Na última semana encerrada em 2 de agosto, os pedidos de auxílio-desemprego nos Estados Unidos registraram um aumento, chegando a 226 mil solicitações, segundo dados divulgados pelo Departamento do Trabalho americano. Esse número representa um acréscimo de 7 mil pedidos em relação à semana anterior, superando a expectativa dos economistas, que previam cerca de 221 mil.
Apesar dessa alta, o cenário geral do mercado de trabalho americano indica estabilidade. A desaceleração na criação de novas vagas, observada nos últimos meses, reflete uma postura mais cautelosa das empresas, influenciada por fatores como a incerteza em relação às políticas tarifárias adotadas pelo governo.
Além disso, os números dos meses anteriores foram revisados para baixo em quase 260 mil vagas, uma revisão que impactou a percepção do mercado e levou a mudanças na liderança do Escritório de Estatísticas do Trabalho dos EUA.

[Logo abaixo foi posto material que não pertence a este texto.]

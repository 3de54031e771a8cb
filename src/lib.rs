//! Session and token lifecycle management for Leptos applications authenticating against
//! Keycloak (or any OIDC provider with a keycloak-js like client).
//!
//! - [`SessionController`] establishes whether a session exists on load, reacts to token expiry
//!   notifications and coalesces concurrent refreshes into a single provider call.
//! - [`AuthorizedRequestExecutor`] attaches the current access token to requests and recovers
//!   from a 401 response by refreshing the token and retrying exactly once.
//! - [`SessionApp`] publishes `{ state, last_error, public_data, protected_data }` and offers the
//!   commands the UI triggers. [`use_session`] mirrors it into Leptos signals.
//!
//! The identity provider client and the HTTP transport are consumed through the
//! [`IdentityClient`] and [`HttpTransport`] traits. [`ReqwestTransport`] implements the latter.
//!
//! ```ignore
//! use leptos::prelude::*;
//! use leptos_keycloak_session::{
//!     url::Url, use_session, ApiEndpoints, ReqwestTransport, SessionApp, SessionController,
//!     SessionOptions,
//! };
//!
//! #[component]
//! pub fn App() -> impl IntoView {
//!     let origin = Url::parse("http://localhost:5173").unwrap();
//!     let controller = SessionController::new(
//!         MyKeycloakJsClient::new("http://localhost:8080", "myrealm", "myclient"),
//!         SessionOptions::for_origin(&origin),
//!     );
//!     let app = SessionApp::new(controller, ReqwestTransport::default(), ApiEndpoints::default());
//!     let session = use_session(app.clone());
//!
//!     view! {
//!         <Show when=move || session.is_authenticated.get() fallback=|| "User is not authenticated">
//!             <p>"User is authenticated"</p>
//!         </Show>
//!     }
//! }
//! ```

mod app;
mod config;
mod controller;
mod error;
mod executor;
mod hooks;
mod identity;
mod response;
mod state;
mod time_ext;
mod token_store;
mod transport;

// Library exports.
pub use app::*;
pub use config::*;
pub use controller::SessionController;
pub use error::{IdentityError, SessionError};
pub use executor::{AuthorizedRequestExecutor, ProtectedRequest, RequestError};
pub use hooks::*;
pub use identity::{ExpiryHandler, IdentityClient, ParsedToken};
pub use response::ApiMessage;
pub use state::*;
pub use token_store::{Credential, TokenStore};
pub use transport::{HttpTransport, ReqwestTransport, TransportError};
pub mod url {
    pub use url::Url;
}
pub mod reqwest {
    pub use reqwest::*;
}

type AccessToken = String;
use std::time::Duration;
use url::Url;

/// Everything a `SessionController` needs to know to talk to the identity provider.
#[derive(Debug, Clone, PartialEq)]
pub struct SessionOptions {
    /// Handed to `IdentityClient::init` once, when the session initializes.
    pub init: InitOptions,

    /// Handed to `IdentityClient::logout`.
    pub logout: LogoutOptions,

    pub advanced: AdvancedOptions,
}

impl SessionOptions {
    /// Options for an application served from `origin`: silent SSO check on load, PKCE and
    /// redirecting back to `origin` after logout.
    pub fn for_origin(origin: &Url) -> Self {
        Self {
            init: InitOptions::check_sso(origin),
            logout: LogoutOptions {
                redirect_uri: Some(origin.clone()),
            },
            advanced: AdvancedOptions::default(),
        }
    }
}

/// What the identity provider should do when initialized.
#[derive(Debug, Clone, Copy, PartialEq, Eq)]
pub enum OnLoad {
    /// Only check whether an SSO session exists. Never forces a login.
    CheckSso,

    /// Redirect to the login page if no SSO session exists.
    LoginRequired,
}

#[derive(Debug, Clone, Copy, PartialEq, Eq)]
pub enum PkceMethod {
    S256,
}

#[derive(Debug, Clone, Copy, PartialEq, Eq)]
pub enum Flow {
    Standard,
    Implicit,
    Hybrid,
}

#[derive(Debug, Clone, Copy, PartialEq, Eq)]
pub enum ResponseMode {
    Query,
    Fragment,
}

/// Where the identity provider keeps its tokens between redirects.
#[derive(Debug, Clone, Copy, PartialEq, Eq)]
pub enum TokenStorage {
    /// Scoped to the current tab. Gone once the tab closes.
    Session,
    Local,
    None,
}

/// Initialization options of the identity provider client.
///
/// This crate passes them through untouched. Interpreting them is the job of the
/// `IdentityClient` implementation.
#[derive(Debug, Clone, PartialEq)]
pub struct InitOptions {
    pub on_load: OnLoad,

    /// Page loaded in a hidden iframe to perform the silent SSO check.
    pub silent_check_sso_redirect_uri: Option<Url>,

    pub pkce_method: Option<PkceMethod>,

    /// Whether the provider should poll its login status through an iframe.
    pub check_login_iframe: bool,

    pub enable_logging: bool,

    pub flow: Flow,

    pub response_mode: ResponseMode,

    pub token_storage: TokenStorage,
}

impl InitOptions {
    /// Silent SSO check with PKCE (S256), standard flow and query response mode.
    /// Tokens are kept in session storage and no login iframe is used.
    ///
    /// The silent check page is expected at `<origin>/silent-check-sso.html`.
    pub fn check_sso(origin: &Url) -> Self {
        Self {
            on_load: OnLoad::CheckSso,
            silent_check_sso_redirect_uri: origin.join("silent-check-sso.html").ok(),
            pkce_method: Some(PkceMethod::S256),
            check_login_iframe: false,
            enable_logging: true,
            flow: Flow::Standard,
            response_mode: ResponseMode::Query,
            token_storage: TokenStorage::Session,
        }
    }
}

#[derive(Debug, Clone, PartialEq, Eq)]
pub struct LogoutOptions {
    /// Url to which you want to be redirected after a successful logout.
    pub redirect_uri: Option<Url>,
}

#[derive(Debug, Clone, PartialEq, Eq)]
pub struct AdvancedOptions {
    /// How much validity (in seconds) an access token must have left to not be refreshed.
    /// Used when reacting to expiry notifications, when recovering from a 401 response and
    /// by the periodic age check.
    /// Defaults to `30`.
    pub min_validity_seconds: u32,

    /// Interval after which the access token should be checked for its age.
    /// Defaults to `Duration::from_secs(5)`.
    pub token_age_check_interval: Duration,
}

impl Default for AdvancedOptions {
    fn default() -> Self {
        Self {
            min_validity_seconds: 30,
            token_age_check_interval: Duration::from_secs(5),
        }
    }
}

/// Location of the resource server.
#[derive(Debug, Clone, PartialEq, Eq)]
pub struct ApiEndpoints {
    /// E.g. "http://localhost:3000/"
    pub base_url: Url,
}

impl ApiEndpoints {
    pub fn new(base_url: Url) -> Self {
        Self { base_url }
    }

    /// Url of the resource with the given id, e.g. `protected` resolves to
    /// `<base_url>/api/protected`.
    pub fn resolve(&self, resource_id: &str) -> Result<Url, url::ParseError> {
        let mut base = self.base_url.clone();
        if !base.path().ends_with('/') {
            let path = format!("{}/", base.path());
            base.set_path(&path);
        }
        base.join("api/")?.join(resource_id)
    }
}

impl Default for ApiEndpoints {
    fn default() -> Self {
        Self {
            base_url: Url::parse("http://localhost:3000/").expect("valid default url"),
        }
    }
}
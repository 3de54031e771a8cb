//! Runs with `cargo test --features ssr`.

use std::rc::Rc;

use assertr::prelude::*;
use leptos::prelude::*;
use leptos_keycloak_session::{
    Panel, SessionApp, SessionSignals, SessionState, use_session, use_session_signals,
};

mod common;

use common::{MockIdentityClient, MockTransport, transport::message};

#[tokio::test]
async fn use_session_mirrors_published_state_on_the_server() {
    common::tracing::init_subscriber();

    let client = Rc::new(MockIdentityClient::authenticated(300));
    let transport = MockTransport::with_responses([message("Hello from the protected API")]);
    let app = SessionApp::new(common::controller(&client), transport, common::endpoints());

    let owner = Owner::new();
    let (signals, provided): (SessionSignals, SessionSignals) = owner.with(|| {
        let signals = use_session(app.clone());
        (signals, use_session_signals())
    });

    // Initialization is left to the client.
    assert_that(client.init_calls.get()).is_equal_to(0);
    assert_that(signals.state.get_untracked()).is_equal_to(SessionState::Uninitialized);
    assert_that(provided.published.get_untracked()).is_equal_to(app.published());

    app.initialize().await.unwrap();
    app.fetch_protected().await;

    assert_that(signals.published.get_untracked()).is_equal_to(app.published());
    assert_that(signals.is_authenticated.get_untracked()).is_true();
    assert_that(provided.protected_data.get_untracked())
        .is_equal_to(Panel::Loaded("Hello from the protected API".to_owned()));
}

Mesmo com esse ritmo mais lento, a taxa de desemprego permaneceu relativamente baixa, em 4,2% no mês de julho. A restrição na oferta de mão de obra, causada por políticas migratórias mais rígidas, também contribui para evitar aumentos significativos nessa taxa.
O relatório ainda mostrou que a quantidade de pessoas que continuam recebendo auxílio após a primeira semana de solicitação aumentou, refletindo uma gestão cuidadosa dos empregadores diante da desaceleração econômica.
Por outro lado, a produtividade dos trabalhadores apresentou recuperação no segundo trimestre, aliviando a pressão sobre os custos trabalhistas que vinha crescendo no início do ano.
Esses dados indicam que, embora o mercado de trabalho enfrente desafios, não há sinais de demissões em larga escala, apontando para um equilíbrio cauteloso entre oferta e demanda de empregos nos Estados Unidos.